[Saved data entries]
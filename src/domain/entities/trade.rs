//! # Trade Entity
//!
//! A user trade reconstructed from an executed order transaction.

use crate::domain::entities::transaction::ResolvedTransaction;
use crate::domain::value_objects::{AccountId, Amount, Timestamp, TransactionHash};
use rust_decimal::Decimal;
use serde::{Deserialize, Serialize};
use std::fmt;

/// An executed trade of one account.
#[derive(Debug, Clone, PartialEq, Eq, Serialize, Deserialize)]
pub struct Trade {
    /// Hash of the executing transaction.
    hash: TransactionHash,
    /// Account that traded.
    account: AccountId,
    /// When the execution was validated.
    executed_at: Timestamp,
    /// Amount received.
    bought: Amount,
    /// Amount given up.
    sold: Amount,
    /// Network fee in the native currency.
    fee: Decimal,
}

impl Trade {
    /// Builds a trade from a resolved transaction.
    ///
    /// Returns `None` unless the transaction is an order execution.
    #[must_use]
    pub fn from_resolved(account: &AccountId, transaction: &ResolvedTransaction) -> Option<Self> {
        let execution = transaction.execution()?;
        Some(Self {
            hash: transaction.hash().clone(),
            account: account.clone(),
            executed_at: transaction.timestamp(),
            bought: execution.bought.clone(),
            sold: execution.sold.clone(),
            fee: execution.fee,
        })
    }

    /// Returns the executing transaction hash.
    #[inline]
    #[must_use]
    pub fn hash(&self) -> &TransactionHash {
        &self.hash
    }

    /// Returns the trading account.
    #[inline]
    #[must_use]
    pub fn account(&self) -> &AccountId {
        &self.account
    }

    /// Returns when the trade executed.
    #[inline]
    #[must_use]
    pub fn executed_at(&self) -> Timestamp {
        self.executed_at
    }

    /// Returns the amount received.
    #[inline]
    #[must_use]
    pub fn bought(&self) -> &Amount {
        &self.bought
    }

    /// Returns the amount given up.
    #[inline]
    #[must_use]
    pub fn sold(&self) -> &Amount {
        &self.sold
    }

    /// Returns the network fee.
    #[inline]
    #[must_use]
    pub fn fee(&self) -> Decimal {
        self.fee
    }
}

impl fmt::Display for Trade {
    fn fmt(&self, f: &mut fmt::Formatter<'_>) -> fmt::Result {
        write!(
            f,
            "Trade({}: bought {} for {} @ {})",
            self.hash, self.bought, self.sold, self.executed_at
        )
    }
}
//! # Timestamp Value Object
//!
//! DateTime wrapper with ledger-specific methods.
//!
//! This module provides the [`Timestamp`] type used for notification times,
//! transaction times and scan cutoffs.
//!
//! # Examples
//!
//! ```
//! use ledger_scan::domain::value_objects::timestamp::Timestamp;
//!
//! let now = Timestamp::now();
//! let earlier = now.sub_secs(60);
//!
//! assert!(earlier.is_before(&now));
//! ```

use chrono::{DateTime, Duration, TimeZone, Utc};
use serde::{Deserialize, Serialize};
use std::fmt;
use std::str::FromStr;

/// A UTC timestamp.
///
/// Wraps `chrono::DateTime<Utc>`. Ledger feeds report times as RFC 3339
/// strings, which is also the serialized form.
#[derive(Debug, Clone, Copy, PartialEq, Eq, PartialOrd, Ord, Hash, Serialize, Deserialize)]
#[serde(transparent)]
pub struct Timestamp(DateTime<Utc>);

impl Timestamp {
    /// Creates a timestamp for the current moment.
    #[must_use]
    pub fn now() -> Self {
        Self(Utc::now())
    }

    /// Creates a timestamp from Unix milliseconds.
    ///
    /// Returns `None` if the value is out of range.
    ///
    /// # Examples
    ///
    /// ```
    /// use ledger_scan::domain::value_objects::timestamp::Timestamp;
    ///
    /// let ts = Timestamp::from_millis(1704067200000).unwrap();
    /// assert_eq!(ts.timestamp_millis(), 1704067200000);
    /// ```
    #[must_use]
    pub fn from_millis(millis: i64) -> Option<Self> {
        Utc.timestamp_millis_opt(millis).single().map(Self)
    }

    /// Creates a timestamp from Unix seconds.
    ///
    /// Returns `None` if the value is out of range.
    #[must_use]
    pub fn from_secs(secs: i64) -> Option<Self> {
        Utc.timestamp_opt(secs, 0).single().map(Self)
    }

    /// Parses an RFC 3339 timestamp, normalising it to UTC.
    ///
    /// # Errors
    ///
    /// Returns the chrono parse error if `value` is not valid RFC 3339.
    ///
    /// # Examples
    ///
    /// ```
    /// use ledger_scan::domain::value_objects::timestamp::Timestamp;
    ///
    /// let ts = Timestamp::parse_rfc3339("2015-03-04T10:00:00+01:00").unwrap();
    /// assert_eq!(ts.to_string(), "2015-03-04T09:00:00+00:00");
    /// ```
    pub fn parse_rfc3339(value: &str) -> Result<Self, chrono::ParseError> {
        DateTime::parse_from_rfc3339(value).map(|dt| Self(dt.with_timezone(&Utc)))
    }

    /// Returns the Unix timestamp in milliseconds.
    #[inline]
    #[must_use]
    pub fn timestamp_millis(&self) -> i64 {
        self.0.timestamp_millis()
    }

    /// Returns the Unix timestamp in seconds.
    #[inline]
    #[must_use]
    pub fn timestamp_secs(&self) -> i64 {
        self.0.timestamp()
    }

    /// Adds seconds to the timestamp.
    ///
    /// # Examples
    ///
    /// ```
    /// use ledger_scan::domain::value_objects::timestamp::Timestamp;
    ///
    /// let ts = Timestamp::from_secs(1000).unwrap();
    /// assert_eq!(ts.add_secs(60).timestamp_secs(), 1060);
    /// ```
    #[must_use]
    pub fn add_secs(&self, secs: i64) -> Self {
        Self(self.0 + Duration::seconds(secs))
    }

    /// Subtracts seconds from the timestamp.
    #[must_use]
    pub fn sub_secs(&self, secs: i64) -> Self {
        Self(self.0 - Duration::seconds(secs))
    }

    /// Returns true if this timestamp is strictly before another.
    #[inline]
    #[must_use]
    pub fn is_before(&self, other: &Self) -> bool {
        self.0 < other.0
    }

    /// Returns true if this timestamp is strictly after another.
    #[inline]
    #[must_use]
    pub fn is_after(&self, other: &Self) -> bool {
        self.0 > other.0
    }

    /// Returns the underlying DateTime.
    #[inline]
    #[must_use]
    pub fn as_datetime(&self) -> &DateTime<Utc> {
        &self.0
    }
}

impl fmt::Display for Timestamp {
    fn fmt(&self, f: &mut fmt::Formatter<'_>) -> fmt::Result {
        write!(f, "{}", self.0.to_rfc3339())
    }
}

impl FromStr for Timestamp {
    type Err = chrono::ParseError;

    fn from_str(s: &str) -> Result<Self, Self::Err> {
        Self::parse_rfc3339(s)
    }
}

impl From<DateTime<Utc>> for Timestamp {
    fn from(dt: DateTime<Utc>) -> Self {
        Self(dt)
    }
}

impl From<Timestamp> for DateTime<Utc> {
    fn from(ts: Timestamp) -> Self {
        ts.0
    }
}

• Task goal: Make an exact transcription of all the records.

• Answer to this problem:
filename src/domain/entities/trade.rs
//! # Trade Entity
//!
//! A user trade reconstructed from an executed order transaction.

use crate::domain::entities::transaction::ResolvedTransaction;
use crate::domain::value_objects::{AccountId, Amount, Timestamp, TransactionHash};
use rust_decimal::Decimal;
use serde::{Deserialize, Serialize};
use std::fmt;

/// An executed trade of one account.
#[derive(Debug, Clone, PartialEq, Eq, Serialize, Deserialize)]
pub struct Trade {
    /// Hash of the executing transaction.
    hash: TransactionHash,
    /// Account that traded.
    account: AccountId,
    /// When the execution was validated.
    executed_at: Timestamp,
    /// Amount received.
    bought: Amount,
    /// Amount given up.
    sold: Amount,
    /// Network fee in the native currency.
    fee: Decimal,
}

impl Trade {
    /// Builds a trade from a resolved transaction.
    ///
    /// Returns `None` unless the transaction is an order execution.
    #[must_use]
    pub fn from_resolved(account: &AccountId, transaction: &ResolvedTransaction) -> Option<Self> {
        let execution = transaction.execution()?;
        Some(Self {
            hash: transaction.hash().clone(),
            account: account.clone(),
            executed_at: transaction.timestamp(),
            bought: execution.bought.clone(),
            sold: execution.sold.clone(),
            fee: execution.fee,
        })
    }

    /// Returns the executing transaction hash.
    #[inline]
    #[must_use]
    pub fn hash(&self) -> &TransactionHash {
        &self.hash
    }

    /// Returns the trading account.
    #[inline]
    #[must_use]
    pub fn account(&self) -> &AccountId {
        &self.account
    }

    /// Returns when the trade executed.
    #[inline]
    #[must_use]
    pub fn executed_at(&self) -> Timestamp {
        self.executed_at
    }

    /// Returns the amount received.
    #[inline]
    #[must_use]
    pub fn bought(&self) -> &Amount {
        &self.bought
    }

    /// Returns the amount given up.
    #[inline]
    #[must_use]
    pub fn sold(&self) -> &Amount {
        &self.sold
    }

    /// Returns the network fee.
    #[inline]
    #[must_use]
    pub fn fee(&self) -> Decimal {
        self.fee
    }
}

impl fmt::Display for Trade {
    fn fmt(&self, f: &mut fmt::Formatter<'_>) -> fmt::Result {
        write!(
            f,
            "Trade({}: bought {} for {} @ {})",
            self.hash, self.bought, self.sold, self.executed_at
        )
    }
}
//! # Timestamp Value Object
//!
//! DateTime wrapper with ledger-specific methods.
//!
//! This module provides the [`Timestamp`] type used for notification times,
//! transaction times and scan cutoffs.
//!
//! # Examples
//!
//! ```
//! use ledger_scan::domain::value_objects::timestamp::Timestamp;
//!
//! let now = Timestamp::now();
//! let earlier = now.sub_secs(60);
//!
//! assert!(earlier.is_before(&now));
//! ```

use chrono::{DateTime, Duration, TimeZone, Utc};
use serde::{Deserialize, Serialize};
use std::fmt;
use std::str::FromStr;

/// A UTC timestamp.
///
/// Wraps `chrono::DateTime<Utc>`. Ledger feeds report times as RFC 3339
/// strings, which is also the serialized form.
#[derive(Debug, Clone, Copy, PartialEq, Eq, PartialOrd, Ord, Hash, Serialize, Deserialize)]
#[serde(transparent)]
pub struct Timestamp(DateTime<Utc>);

impl Timestamp {
    /// Creates a timestamp for the current moment.
    #[must_use]
    pub fn now() -> Self {
        Self(Utc::now())
    }

    /// Creates a timestamp from Unix milliseconds.
    ///
    /// Returns `None` if the value is out of range.
    ///
    /// # Examples
    ///
    /// ```
    /// use ledger_scan::domain::value_objects::timestamp::Timestamp;
    ///
    /// let ts = Timestamp::from_millis(1704067200000).unwrap();
    /// assert_eq!(ts.timestamp_millis(), 1704067200000);
    /// ```
    #[must_use]
    pub fn from_millis(millis: i64) -> Option<Self> {
        Utc.timestamp_millis_opt(millis).single().map(Self)
    }

    /// Creates a timestamp from Unix seconds.
    ///
    /// Returns `None` if the value is out of range.
    #[must_use]
    pub fn from_secs(secs: i64) -> Option<Self> {
        Utc.timestamp_opt(secs, 0).single().map(Self)
    }

    /// Parses an RFC 3339 timestamp, normalising it to UTC.
    ///
    /// # Errors
    ///
    /// Returns the chrono parse error if `value` is not valid RFC 3339.
    ///
    /// # Examples
    ///
    /// ```
    /// use ledger_scan::domain::value_objects::timestamp::Timestamp;
    ///
    /// let ts = Timestamp::parse_rfc3339("2015-03-04T10:00:00+01:00").unwrap();
    /// assert_eq!(ts.to_string(), "2015-03-04T09:00:00+00:00");
    /// ```
    pub fn parse_rfc3339(value: &str) -> Result<Self, chrono::ParseError> {
        DateTime::parse_from_rfc3339(value).map(|dt| Self(dt.with_timezone(&Utc)))
    }

    /// Returns the Unix timestamp in milliseconds.
    #[inline]
    #[must_use]
    pub fn timestamp_millis(&self) -> i64 {
        self.0.timestamp_millis()
    }

    /// Returns the Unix timestamp in seconds.
    #[inline]
    #[must_use]
    pub fn timestamp_secs(&self) -> i64 {
        self.0.timestamp()
    }

    /// Adds seconds to the timestamp.
    ///
    /// # Examples
    ///
    /// ```
    /// use ledger_scan::domain::value_objects::timestamp::Timestamp;
    ///
    /// let ts = Timestamp::from_secs(1000).unwrap();
    /// assert_eq!(ts.add_secs(60).timestamp_secs(), 1060);
    /// ```
    #[must_use]
    pub fn add_secs(&self, secs: i64) -> Self {
        Self(self.0 + Duration::seconds(secs))
    }

    /// Subtracts seconds from the timestamp.
    #[must_use]
    pub fn sub_secs(&self, secs: i64) -> Self {
        Self(self.0 - Duration::seconds(secs))
    }

    /// Returns true if this timestamp is strictly before another.
    #[inline]
    #[must_use]
    pub fn is_before(&self, other: &Self) -> bool {
        self.0 < other.0
    }

    /// Returns true if this timestamp is strictly after another.
    #[inline]
    #[must_use]
    pub fn is_after(&self, other: &Self) -> bool {
        self.0 > other.0
    }

    /// Returns the underlying DateTime.
    #[inline]
    #[must_use]
    pub fn as_datetime(&self) -> &DateTime<Utc> {
        &self.0
    }
}

impl fmt::Display for Timestamp {
    fn fmt(&self, f: &mut fmt::Formatter<'_>) -> fmt::Result {
        write!(f, "{}", self.0.to_rfc3339())
    }
}

impl FromStr for Timestamp {
    type Err = chrono::ParseError;

    fn from_str(s: &str) -> Result<Self, Self::Err> {
        Self::parse_rfc3339(s)
    }
}

impl From<DateTime<Utc>> for Timestamp {
    fn from(dt: DateTime<Utc>) -> Self {
        Self(dt)
    }
}

impl From<Timestamp> for DateTime<Utc> {
    fn from(ts: Timestamp) -> Self {
        ts.0
    }
}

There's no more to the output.